EXERCISE OBJECTIVE — Would you copy all lines in the data that contain the word "configuration"?

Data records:
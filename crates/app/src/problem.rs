use axum::{
    http::StatusCode,
    response::{IntoResponse, Response},
    Json,
};
use serde::Serialize;

use staffbook_core::FieldError;

#[derive(Debug, Serialize)]
struct ProblemDetails {
    #[serde(rename = "type")]
    problem_type: &'static str,
    title: &'static str,
    detail: String,
    #[serde(skip_serializing_if = "Vec::is_empty")]
    errors: Vec<FieldError>,
}

/// RFC 7807 error body returned by every API route.
#[derive(Debug)]
pub struct ProblemResponse {
    status: StatusCode,
    body: ProblemDetails,
}

impl ProblemResponse {
    pub fn new<S: Into<String>>(status: StatusCode, problem_type: &'static str, detail: S) -> Self {
        Self {
            status,
            body: ProblemDetails {
                problem_type,
                title: status.canonical_reason().unwrap_or("error"),
                detail: detail.into(),
                errors: Vec::new(),
            },
        }
    }

    /// Attaches per-field validation messages.
    pub fn with_errors(mut self, errors: Vec<FieldError>) -> Self {
        self.body.errors = errors;
        self
    }
}

impl IntoResponse for ProblemResponse {
    fn into_response(self) -> Response {
        let mut response = Json(self.body).into_response();
        *response.status_mut() = self.status;
        response.headers_mut().insert(
            axum::http::header::CONTENT_TYPE,
            axum::http::HeaderValue::from_static("application/problem+json"),
        );
        response
    }
}
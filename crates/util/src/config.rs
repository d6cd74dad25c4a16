use std::{env, fmt, net::SocketAddr};

use super::{database_url, server_bind_address};

/// Application runtime environment.
#[derive(Debug, Clone, Copy, PartialEq, Eq)]
pub enum Environment {
    Development,
    Production,
    Test,
}

impl Environment {
    fn from_str(value: &str) -> Result<Self, ConfigError> {
        match value {
            "development" | "dev" => Ok(Self::Development),
            "production" | "prod" => Ok(Self::Production),
            "test" => Ok(Self::Test),
            other => Err(ConfigError::InvalidEnvironment(other.to_string())),
        }
    }

    /// Returns `true` when the current environment should behave as development.
    pub fn is_development(self) -> bool {
        matches!(self, Self::Development)
    }

    /// Returns the canonical name used for logging labels.
    pub fn as_str(self) -> &'static str {
        match self {
            Self::Development => "development",
            Self::Production => "production",
            Self::Test => "test",
        }
    }
}

/// Runtime configuration resolved from environment variables.
#[derive(Debug, Clone)]
pub struct AppConfig {
    pub bind_addr: SocketAddr,
    pub environment: Environment,
    pub database_url: String,
}

impl AppConfig {
    /// Constructs the configuration by reading and validating environment variables.
    pub fn from_env() -> Result<Self, ConfigError> {
        let env_value = env::var("APP_ENV").unwrap_or_else(|_| "development".to_string());
        let environment = Environment::from_str(&env_value)?;
        let bind_addr = server_bind_address().map_err(ConfigError::BindAddress)?;
        let database_url = database_url();
        if !database_url.starts_with("sqlite:") {
            return Err(ConfigError::DatabaseUrl(database_url));
        }

        Ok(Self {
            bind_addr,
            environment,
            database_url,
        })
    }
}

/// Errors that can occur during configuration loading.
#[derive(Debug)]
pub enum ConfigError {
    InvalidEnvironment(String),
    BindAddress(std::net::AddrParseError),
    DatabaseUrl(String),
}

impl fmt::Display for ConfigError {
    fn fmt(&self, f: &mut fmt::Formatter<'_>) -> fmt::Result {
        match self {
            Self::InvalidEnvironment(value) => write!(
                f,
                "APP_ENV must be one of 'development', 'production', or 'test' (got {value})"
            ),
            Self::BindAddress(err) => write!(f, "invalid APP_BIND_ADDR value: {err}"),
            Self::DatabaseUrl(value) => {
                write!(f, "APP_DATABASE_URL must be a sqlite: URL (got {value})")
            }
        }
    }
}

impl std::error::Error for ConfigError {}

THE ANSWER —
/// Runtime configuration resolved from environment variables.
    /// Constructs the configuration by reading and validating environment variables.
/// Errors that can occur during configuration loading.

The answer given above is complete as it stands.